Exercise details
In the data below, which lines contain "never"? List them by copying each one.

Saved entries
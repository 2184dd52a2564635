//! Progress sink - the narrow callback surface between tasks and the UI
//!
//! Tasks call `start`, then `set_total` once, then `advance` after every
//! chunk. Rendering is entirely up to the implementation.

use hfmd_types::{TaskId, TransferEvent, TransferOutcome};
use parking_lot::Mutex;
use std::collections::HashMap;
use tokio::sync::broadcast;

/// Receives byte-count updates from transfer tasks
pub trait ProgressSink: Send + Sync {
    /// A task has left `Pending`
    fn start(&self, task: TaskId, path: &str);

    /// Expected total size, called at most once and before any `advance`
    fn set_total(&self, task: TaskId, total: u64);

    /// `delta` more bytes are on disk
    fn advance(&self, task: TaskId, delta: u64);

    /// Terminal outcome of the task
    fn finish(&self, _task: TaskId, _outcome: &TransferOutcome) {}
}

/// Sink that drops every update
#[derive(Debug, Default, Clone, Copy)]
pub struct NoopProgress;

impl ProgressSink for NoopProgress {
    fn start(&self, _task: TaskId, _path: &str) {}
    fn set_total(&self, _task: TaskId, _total: u64) {}
    fn advance(&self, _task: TaskId, _delta: u64) {}
}

/// Sink that publishes `TransferEvent`s on broadcast channels
///
/// Lifecycle events (start, total, finish) and byte counts travel on
/// separate channels so a flood of `TaskProgress` never pushes a lifecycle
/// event out of a lagging receiver. Byte counts are cumulative, so missing
/// some of them still leaves the right position.
pub struct EventProgress {
    event_tx: broadcast::Sender<TransferEvent>,
    progress_tx: broadcast::Sender<TransferEvent>,
    transferred: Mutex<HashMap<TaskId, u64>>,
}

impl EventProgress {
    pub fn new(
        event_tx: broadcast::Sender<TransferEvent>,
        progress_tx: broadcast::Sender<TransferEvent>,
    ) -> Self {
        Self {
            event_tx,
            progress_tx,
            transferred: Mutex::new(HashMap::new()),
        }
    }
}

impl ProgressSink for EventProgress {
    fn start(&self, task: TaskId, path: &str) {
        self.transferred.lock().insert(task, 0);
        let _ = self.event_tx.send(TransferEvent::TaskStarted {
            task,
            path: path.to_string(),
        });
    }

    fn set_total(&self, task: TaskId, total: u64) {
        let _ = self.event_tx.send(TransferEvent::TaskTotal { task, total });
    }

    fn advance(&self, task: TaskId, delta: u64) {
        let transferred = {
            let mut counters = self.transferred.lock();
            let counter = counters.entry(task).or_insert(0);
            *counter += delta;
            *counter
        };
        let _ = self
            .progress_tx
            .send(TransferEvent::TaskProgress { task, transferred });
    }

    fn finish(&self, task: TaskId, outcome: &TransferOutcome) {
        self.transferred.lock().remove(&task);
        let _ = self.event_tx.send(TransferEvent::TaskFinished {
            task,
            outcome: outcome.clone(),
        });
    }
}
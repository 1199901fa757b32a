//! PHP docblock tokenizer.
//!
//! Finds `/** ... */` comment blocks and captures, per block: the raw
//! comment text, the code chunk that follows it (up to the next block), and
//! a tag map tokenized from the `@since` / `@param` lines. Prose handling
//! is left to the extraction pipeline — this module never interprets the
//! comment body.

use crate::model::{ParamTag, SourceUnit, TagMap};
use regex::Regex;
use std::sync::LazyLock;

static RE_SINCE: LazyLock<Regex> =
    LazyLock::new(|| Regex::new(r"^\s*\*?\s*@since\s+(.+?)\s*$").unwrap());

// First token after @param is the type; the rest of the line rides along
// verbatim (trailing whitespace dropped).
static RE_PARAM: LazyLock<Regex> =
    LazyLock::new(|| Regex::new(r"^\s*\*?\s*@param\s+(\S+)(?:\s+(.*\S))?\s*$").unwrap());

/// Tokenize PHP source into one SourceUnit per doc comment.
///
/// An unclosed block at end of file is dropped: no code can follow it, so
/// no record could ever be assembled from it.
pub fn parse(content: &str, file_path: &str) -> Vec<SourceUnit> {
    let mut units = Vec::new();
    let mut cursor = 0;

    while let Some(open) = content[cursor..].find("/**") {
        let start = cursor + open;
        let body = start + "/**".len();
        let close = match content[body..].find("*/") {
            Some(i) => body + i + "*/".len(),
            None => break,
        };

        let next = content[close..]
            .find("/**")
            .map(|i| close + i)
            .unwrap_or(content.len());

        let raw = &content[start..close];

        units.push(SourceUnit {
            raw: raw.to_string(),
            code: content[close..next].trim_start().to_string(),
            tags: parse_tags(raw),
            file_path: file_path.to_string(),
        });

        cursor = next;
    }

    units
}

/// Tokenize the structured tag lines of one comment block.
fn parse_tags(raw: &str) -> TagMap {
    let mut tags = TagMap::default();

    for line in raw.lines() {
        if let Some(caps) = RE_SINCE.captures(line) {
            if tags.since.is_none() {
                tags.since = Some(caps[1].to_string());
            }
        } else if let Some(caps) = RE_PARAM.captures(line) {
            tags.params.push(ParamTag {
                captured_type: caps[1].to_string(),
                raw_description: caps
                    .get(2)
                    .map(|m| m.as_str().to_string())
                    .unwrap_or_default(),
            });
        }
    }

    tags
}
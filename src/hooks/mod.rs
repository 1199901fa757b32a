//! Hook extraction pipeline — one SourceUnit in, at most one HookRecord out.
//!
//! `assemble` runs the cheap classification first and only then the name,
//! description, and tag steps; `harvest` folds the per-unit results into
//! the two ordered collections. Every failure mode along the way is a
//! typed reject that silently skips the unit — a unit either produces a
//! complete record or nothing.

pub mod classify;
pub mod describe;
pub mod name;
pub mod tags;

use crate::model::{HookKind, HookRecord, HookSet, SourceUnit};

/// Configuration for a harvest run.
pub struct HarvestConfig {
    /// Required prefix on every emitted hook name.
    pub namespace: String,
    /// Path prefix stripped from each record's file field.
    pub source_root: String,
}

/// Assemble at most one record from a unit.
///
/// A hook must have at least a name and a summary; anything less is
/// skipped.
pub fn assemble(unit: &SourceUnit, config: &HarvestConfig) -> Option<(HookKind, HookRecord)> {
    let kind = classify::classify(&unit.code)?;
    let name = name::resolve(kind, &unit.code, &config.namespace).ok()?;
    let info = describe::extract(&unit.raw);

    if name.is_empty() || info.summary.is_empty() {
        return None;
    }

    let record = HookRecord {
        name,
        summary: info.summary,
        desc: info.desc,
        since: tags::normalize_since(&unit.tags),
        params: tags::format_params(&unit.tags),
        file: strip_source_root(&unit.file_path, &config.source_root),
    };

    Some((kind, record))
}

/// Fold a sequence of units into the two ordered collections.
///
/// Output order within each collection matches unit input order; nothing
/// is reordered or deduplicated.
pub fn harvest(units: impl IntoIterator<Item = SourceUnit>, config: &HarvestConfig) -> HookSet {
    let mut set = HookSet::default();

    for unit in units {
        if let Some((kind, record)) = assemble(&unit, config) {
            match kind {
                HookKind::Action => set.actions.push(record),
                HookKind::Filter => set.filters.push(record),
            }
        }
    }

    set
}

fn strip_source_root(path: &str, root: &str) -> String {
    path.strip_prefix(root).unwrap_or(path).to_string()
}

#[cfg(test)]
mod tests {
    use super::*;
    use crate::model::TagMap;

    fn config(namespace: &str) -> HarvestConfig {
        HarvestConfig {
            namespace: namespace.to_string(),
            source_root: "src/".to_string(),
        }
    }

    fn unit(raw: &str, code: &str) -> SourceUnit {
        SourceUnit {
            raw: raw.to_string(),
            code: code.to_string(),
            tags: TagMap::default(),
            file_path: "src/framework/header.php".to_string(),
        }
    }

    const DOCUMENTED: &str = "/**\n * Fires before the header.\n *\n * @since 1.0.0\n */";
    const TAGS_ONLY: &str = "/**\n * @since 1.0.0\n */";

    #[test]
    fn assembles_action_record() {
        let unit = unit(DOCUMENTED, "do_action( 'tb_header_before' );");
        let (kind, record) = assemble(&unit, &config("tb")).unwrap();
        assert_eq!(kind, HookKind::Action);
        assert_eq!(record.name, "tb_header_before");
        assert_eq!(record.summary, "Fires before the header.");
        assert_eq!(record.file, "framework/header.php");
    }

    #[test]
    fn unclassified_code_is_skipped() {
        let unit = unit(DOCUMENTED, "echo esc_html( $text );");
        assert!(assemble(&unit, &config("tb")).is_none());
    }

    #[test]
    fn foreign_namespace_is_skipped() {
        let unit = unit(DOCUMENTED, "do_action( 'xx_header_before' );");
        assert!(assemble(&unit, &config("tb")).is_none());
    }

    #[test]
    fn valid_name_without_summary_is_skipped() {
        let unit = unit(TAGS_ONLY, "do_action( 'tb_header_before' );");
        assert!(assemble(&unit, &config("tb")).is_none());
    }

    #[test]
    fn valid_summary_without_name_is_skipped() {
        // An empty name can only resolve under an empty namespace prefix;
        // the gate still rejects it.
        let unit = unit(DOCUMENTED, "do_action( '' );");
        assert!(assemble(&unit, &config("")).is_none());
    }

    #[test]
    fn harvest_partitions_in_input_order() {
        let units = vec![
            unit(DOCUMENTED, "do_action( 'tb_one' );"),
            unit(DOCUMENTED, "$v = apply_filters( 'tb_two', $v );"),
            unit(DOCUMENTED, "do_action( 'xx_foreign' );"),
            unit(DOCUMENTED, "do_action( 'tb_three' );"),
        ];
        let set = harvest(units, &config("tb"));

        let actions: Vec<&str> = set.actions.iter().map(|r| r.name.as_str()).collect();
        let filters: Vec<&str> = set.filters.iter().map(|r| r.name.as_str()).collect();
        assert_eq!(actions, ["tb_one", "tb_three"]);
        assert_eq!(filters, ["tb_two"]);
    }

    #[test]
    fn file_outside_source_root_kept_verbatim() {
        let mut u = unit(DOCUMENTED, "do_action( 'tb_one' );");
        u.file_path = "includes/header.php".to_string();
        let (_, record) = assemble(&u, &config("tb")).unwrap();
        assert_eq!(record.file, "includes/header.php");
    }
}
//! Hook name recognition from free-form call-site text.
//!
//! Call sites are not parsed with a real grammar. Collapsing the snippet
//! into a dense token stream and terminating every argument list with a
//! comma is enough to read the literal first argument of the two call
//! shapes in scope. Dynamic names built with PHP string concatenation keep
//! the `.` operator after quote stripping, which is what the brace
//! formatting renders: `'tb_' . $tag . '_logo'` comes out as
//! `tb_{$tag}_logo`.

use crate::model::HookKind;
use std::fmt;

/// Why a candidate name was not resolved.
#[derive(Debug, PartialEq, Eq)]
pub enum NameError {
    /// The call marker or its comma-terminated first argument is missing.
    Malformed,
    /// The candidate does not carry the required namespace prefix.
    ForeignNamespace(String),
}

impl fmt::Display for NameError {
    fn fmt(&self, f: &mut fmt::Formatter<'_>) -> fmt::Result {
        match self {
            NameError::Malformed => write!(f, "no hook name in call site"),
            NameError::ForeignNamespace(name) => {
                write!(f, "hook name outside namespace: {}", name)
            }
        }
    }
}

impl std::error::Error for NameError {}

/// Resolve the canonical hook name from a call-site snippet.
pub fn resolve(kind: HookKind, code: &str, namespace: &str) -> Result<String, NameError> {
    let marker = match kind {
        HookKind::Action => "do_action(",
        HookKind::Filter => "apply_filters(",
    };

    let dense: String = code
        .chars()
        .filter(|c| !c.is_whitespace() && *c != '\'' && *c != '"')
        .collect();
    let dense = dense.replace(')', ",)");

    let start = dense.find(marker).ok_or(NameError::Malformed)? + marker.len();
    let end = dense[start..].find(',').ok_or(NameError::Malformed)? + start;

    let name = format_segments(&dense[start..end]);

    if name.starts_with(namespace) {
        Ok(name)
    } else {
        Err(NameError::ForeignNamespace(name))
    }
}

/// Render concatenated name segments with brace notation.
///
/// Two segments `a.b` become `a{b}` and three segments `a.b.c` become
/// `a{b}c`. Any other segment count passes through untouched.
fn format_segments(candidate: &str) -> String {
    if !candidate.contains('.') {
        return candidate.to_string();
    }

    let parts: Vec<&str> = candidate.split('.').collect();
    match parts.len() {
        2 => format!("{}{{{}}}", parts[0], parts[1]),
        3 => format!("{}{{{}}}{}", parts[0], parts[1], parts[2]),
        _ => candidate.to_string(),
    }
}
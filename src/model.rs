//! Data model for harvested hook documentation — input and output shapes.

use serde::Serialize;

/// Kind of extensibility point a call site represents.
#[derive(Debug, Clone, Copy, PartialEq, Eq)]
pub enum HookKind {
    /// Fire-and-forget call point with no return value (`do_action`).
    Action,
    /// Value-transforming call point (`apply_filters`).
    Filter,
}

/// One documented hook, ready for serialization.
///
/// Field declaration order is the field order downstream tooling reads in
/// the JSON output.
#[derive(Debug, Serialize)]
pub struct HookRecord {
    pub name: String,
    pub summary: String,
    pub desc: String,
    pub since: String,
    pub params: Vec<ParamRecord>,
    pub file: String,
}

/// A normalized `@param` entry.
#[derive(Debug, PartialEq, Eq, Serialize)]
pub struct ParamRecord {
    pub name: String,
    #[serde(rename = "type")]
    pub ty: String,
    pub description: String,
}

/// One doc comment and the code following it, as produced by the tokenizer.
#[derive(Debug)]
pub struct SourceUnit {
    /// Complete comment block, including the `/**` and `*/` delimiters.
    pub raw: String,
    /// Source text between this comment and the next one (or end of file),
    /// leading whitespace trimmed.
    pub code: String,
    pub tags: TagMap,
    pub file_path: String,
}

/// Structured tags tokenized out of a doc comment.
#[derive(Debug, Default)]
pub struct TagMap {
    /// First `@since` value, verbatim.
    pub since: Option<String>,
    /// `@param` entries in source order.
    pub params: Vec<ParamTag>,
}

/// Raw `@param` capture.
///
/// The first token after the tag is the PHP type, landing in the slot a
/// general-purpose tag parser reserves for the parameter name; recovering
/// the `$name` from the free text is left to the formatting step.
#[derive(Debug)]
pub struct ParamTag {
    pub captured_type: String,
    pub raw_description: String,
}

/// The two ordered result collections.
#[derive(Debug, Default, Serialize)]
pub struct HookSet {
    pub actions: Vec<HookRecord>,
    pub filters: Vec<HookRecord>,
}
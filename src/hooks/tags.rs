//! `@since` and `@param` tag normalization.

use crate::model::{ParamRecord, ParamTag, TagMap};

/// Codename spellings substituted into `@since` values.
const CODENAME_SPELLINGS: [(&str, &str); 2] = [
    ("Theme_Blvd", "Theme Blvd Framework"),
    ("Jump_Start", "Jump Start"),
];

/// Rewrite a raw `@since` value into its human-readable form.
///
/// Absent tag → empty string; values without a codename pass through
/// unchanged.
pub fn normalize_since(tags: &TagMap) -> String {
    let mut since = match tags.since.as_deref() {
        Some(raw) => raw.to_string(),
        None => return String::new(),
    };

    for (codename, spelling) in CODENAME_SPELLINGS {
        since = since.replacen(codename, spelling, 1);
    }

    since
}

/// Normalize the raw `@param` captures into `{name, type, description}`
/// records, in input order.
///
/// The tokenizer's first-token capture holds the PHP type, so the variable
/// name has to be recovered from the description text. Malformed entries
/// keep an empty name rather than being dropped.
pub fn format_params(tags: &TagMap) -> Vec<ParamRecord> {
    tags.params.iter().map(format_param).collect()
}

fn format_param(tag: &ParamTag) -> ParamRecord {
    let raw = tag.raw_description.as_str();

    let name = if raw.starts_with('$') {
        match raw.find(' ') {
            Some(space) => &raw[..space],
            None => "",
        }
    } else {
        ""
    };

    let mut description = if name.is_empty() {
        raw.to_string()
    } else {
        raw.replacen(name, "", 1)
    };

    // ` {` opens a nested argument block; its body is never parsed.
    if let Some(brace) = description.find(" {") {
        description.truncate(brace);
    }

    ParamRecord {
        name: name.to_string(),
        ty: tag.captured_type.clone(),
        description: description.trim().to_string(),
    }
}

#[cfg(test)]
mod tests {
    use super::*;

    fn param(captured_type: &str, raw_description: &str) -> TagMap {
        TagMap {
            since: None,
            params: vec![ParamTag {
                captured_type: captured_type.to_string(),
                raw_description: raw_description.to_string(),
            }],
        }
    }

    fn since(value: &str) -> TagMap {
        TagMap {
            since: Some(value.to_string()),
            params: Vec::new(),
        }
    }

    #[test]
    fn missing_since_is_empty() {
        assert_eq!(normalize_since(&TagMap::default()), "");
    }

    #[test]
    fn since_codenames_rewritten() {
        assert_eq!(
            normalize_since(&since("Theme_Blvd 2.0.0")),
            "Theme Blvd Framework 2.0.0"
        );
        assert_eq!(normalize_since(&since("Jump_Start 1.0.0")), "Jump Start 1.0.0");
    }

    #[test]
    fn plain_since_unchanged() {
        assert_eq!(normalize_since(&since("2.5.1")), "2.5.1");
    }

    #[test]
    fn param_name_recovered_from_description() {
        let records = format_params(&param(
            "string",
            "$location The location being rendered. {default}",
        ));
        assert_eq!(
            records[0],
            ParamRecord {
                name: "$location".to_string(),
                ty: "string".to_string(),
                description: "The location being rendered.".to_string(),
            }
        );
    }

    #[test]
    fn param_without_sigil_keeps_empty_name() {
        let records = format_params(&param("bool", "Whether to display."));
        assert_eq!(records[0].name, "");
        assert_eq!(records[0].ty, "bool");
        assert_eq!(records[0].description, "Whether to display.");
    }

    #[test]
    fn nested_block_opener_truncated() {
        let records = format_params(&param("array", "$args {"));
        assert_eq!(records[0].name, "$args");
        assert_eq!(records[0].description, "");
    }

    #[test]
    fn sigil_only_description_keeps_empty_name() {
        let records = format_params(&param("string", "$var"));
        assert_eq!(records[0].name, "");
        assert_eq!(records[0].description, "$var");
    }

    #[test]
    fn order_preserved_and_nothing_dropped() {
        let tags = TagMap {
            since: None,
            params: vec![
                ParamTag {
                    captured_type: "string".to_string(),
                    raw_description: "$b Second letter.".to_string(),
                },
                ParamTag {
                    captured_type: "string".to_string(),
                    raw_description: "$a First letter.".to_string(),
                },
                ParamTag {
                    captured_type: "int".to_string(),
                    raw_description: String::new(),
                },
            ],
        };
        let records = format_params(&tags);
        assert_eq!(records.len(), 3);
        assert_eq!(records[0].name, "$b");
        assert_eq!(records[1].name, "$a");
        assert_eq!(records[2].name, "");
    }
}
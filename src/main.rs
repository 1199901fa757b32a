//! hookdoc — extract action and filter hook documentation from PHP source.
//!
//! Scans the doc comments ahead of `do_action()` / `apply_filters()` call
//! sites and emits the documented hooks as two ordered JSON collections.
//! Supports two modes:
//!
//! - **stdin mode**: `hookdoc -n themeblvd < header.php`
//! - **file mode**: `hookdoc -n themeblvd -o dist 'src/**/*.php'`

mod hooks;
mod model;
mod parser;

use anyhow::{Context, Result};
use clap::Parser;
use hooks::HarvestConfig;
use model::{HookRecord, SourceUnit};
use std::fs;
use std::io::{self, Read};
use std::path::{Path, PathBuf};

#[derive(Parser)]
#[command(
    name = "hookdoc",
    about = "Extract action and filter hook documentation from PHP source files"
)]
struct Cli {
    /// Input files (glob patterns supported). If omitted, reads from stdin.
    files: Vec<String>,

    /// Output directory for actions.json and filters.json
    #[arg(short = 'o', long)]
    output: Option<PathBuf>,

    /// Namespace prefix required on every emitted hook name
    #[arg(short = 'n', long)]
    namespace: String,

    /// Path prefix stripped from each record's file field
    #[arg(long, default_value = "src/")]
    source_root: String,
}

fn main() -> Result<()> {
    let cli = Cli::parse();

    let config = HarvestConfig {
        namespace: cli.namespace.clone(),
        source_root: cli.source_root.clone(),
    };

    if cli.files.is_empty() {
        return stdin_mode(&config);
    }

    file_mode(&cli, &config)
}

/// stdin mode: read one PHP document, print the combined hook set to stdout.
fn stdin_mode(config: &HarvestConfig) -> Result<()> {
    let mut input = String::new();
    io::stdin()
        .read_to_string(&mut input)
        .context("failed to read stdin")?;

    let units = parser::php::parse(&input, "<stdin>");
    let set = hooks::harvest(units, config);

    println!(
        "{}",
        serde_json::to_string_pretty(&set).context("failed to serialize hook set")?
    );
    Ok(())
}

/// file mode: process multiple files, write actions.json and filters.json.
fn file_mode(cli: &Cli, config: &HarvestConfig) -> Result<()> {
    let output_dir = cli
        .output
        .as_deref()
        .context("--output is required when files are given")?;

    fs::create_dir_all(output_dir)
        .with_context(|| format!("failed to create output directory: {}", output_dir.display()))?;

    let input_files = expand_globs(&cli.files)?;

    // One flat unit sequence across all files, in discovery order.
    let mut units: Vec<SourceUnit> = Vec::new();
    for path in &input_files {
        let content = fs::read_to_string(path)
            .with_context(|| format!("failed to read {}", path.display()))?;
        match parser::parse_file(path, &content) {
            Ok(mut file_units) => units.append(&mut file_units),
            Err(e) => {
                eprintln!("warning: skipping {}: {}", path.display(), e);
            }
        }
    }

    let set = hooks::harvest(units, config);

    write_collection(&output_dir.join("actions.json"), &set.actions)?;
    write_collection(&output_dir.join("filters.json"), &set.filters)?;

    Ok(())
}

/// Serialize one ordered collection as pretty-printed JSON.
fn write_collection(path: &Path, records: &[HookRecord]) -> Result<()> {
    let mut json =
        serde_json::to_string_pretty(records).context("failed to serialize hook records")?;
    json.push('\n');
    fs::write(path, json).with_context(|| format!("failed to write {}", path.display()))
}

/// File extensions recognized as source files.
const SUPPORTED_EXTENSIONS: &[&str] = &["php"];

/// Expand glob patterns into a list of real file paths.
/// Also handles bare directory paths by scanning for supported file types.
fn expand_globs(patterns: &[String]) -> Result<Vec<PathBuf>> {
    let mut files = Vec::new();
    for pattern in patterns {
        let path = Path::new(pattern);
        if path.is_file() {
            files.push(path.to_path_buf());
            continue;
        }
        // If it's a directory, scan for supported extensions (non-recursive)
        if path.is_dir() {
            let entries = fs::read_dir(path)
                .with_context(|| format!("failed to read directory: {}", path.display()))?;
            for entry in entries.flatten() {
                let p = entry.path();
                if p.is_file() {
                    if let Some(ext) = p.extension().and_then(|e| e.to_str()) {
                        if SUPPORTED_EXTENSIONS.contains(&ext) {
                            files.push(p);
                        }
                    }
                }
            }
            continue;
        }
        // Try as glob
        let matches: Vec<_> = glob::glob(pattern)
            .with_context(|| format!("invalid glob pattern: {}", pattern))?
            .filter_map(|r| r.ok())
            .filter(|p| p.is_file())
            .collect();
        if matches.is_empty() {
            eprintln!("warning: no files matched: {}", pattern);
        }
        files.extend(matches);
    }
    // Sort for deterministic output
    files.sort();
    files.dedup();
    Ok(files)
}
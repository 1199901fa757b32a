//! Summary/description extraction from raw comment text.

/// Prose split out of a doc comment, structured tag lines dropped.
#[derive(Debug, Default, PartialEq, Eq)]
pub struct Description {
    pub summary: String,
    pub desc: String,
}

/// Split a raw comment block into a one-line summary and the remaining
/// paragraphs.
///
/// Line breaks are stripped up front; the structure afterwards hangs
/// entirely off the ` * ` line markers. Soft-wrapped lines collapse into
/// continuous prose, blank comment lines survive as paragraph separators,
/// and everything from the first `@` tag segment on is dropped — tags are
/// read from the tag map, not from this prose stream.
///
/// A block with no prose before its tags yields two empty strings, which
/// is what makes the assembler's validity gate reject the unit.
pub fn extract(raw: &str) -> Description {
    let flat: String = raw
        .chars()
        .filter(|c| !matches!(c, '\t' | '\n' | '\r'))
        .collect();
    let flat = flat.replacen("/** * ", "", 1);
    let flat = flat.replace(" * ", " ");

    let mut segments: Vec<&str> = Vec::new();
    for segment in flat.split(" * ") {
        if segment.starts_with('@') {
            break;
        }
        segments.push(segment);
    }

    match segments.split_first() {
        Some((summary, rest)) => Description {
            summary: summary.to_string(),
            desc: rest.join("\n\n"),
        },
        None => Description::default(),
    }
}
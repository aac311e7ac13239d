//! Logging utilities for proxy health components.

use tracing_subscriber::util::TryInitError;
use tracing_subscriber::{EnvFilter, fmt, prelude::*};

/// Initialize stdout logging with a default level and output format.
///
/// Uses the RUST_LOG environment variable to control log levels when set;
/// `level` applies otherwise. `json` selects JSON lines over plain text.
pub fn init(level: &str, json: bool) -> Result<(), TryInitError> {
    tracing_subscriber::registry()
        .with(env_filter(level))
        .with((!json).then(|| fmt::layer()))
        .with(json.then(|| fmt::layer().json()))
        .try_init()
}

/// Build the filter shared by every subscriber setup.
pub fn env_filter(level: &str) -> EnvFilter {
    EnvFilter::try_from_default_env().unwrap_or_else(|_| EnvFilter::new(level))
}

#[cfg(test)]
mod tests {
    use super::*;

    #[test]
    fn test_second_init_fails() {
        let _ = init("info", false);
        assert!(init("info", true).is_err());
    }
}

Solution for this task
/// separate channels so a flood of `TaskProgress` never pushes a lifecycle
//! is left to the extraction pipeline — this module never interprets the
    // ` {` opens a nested argument block; its body is never parsed.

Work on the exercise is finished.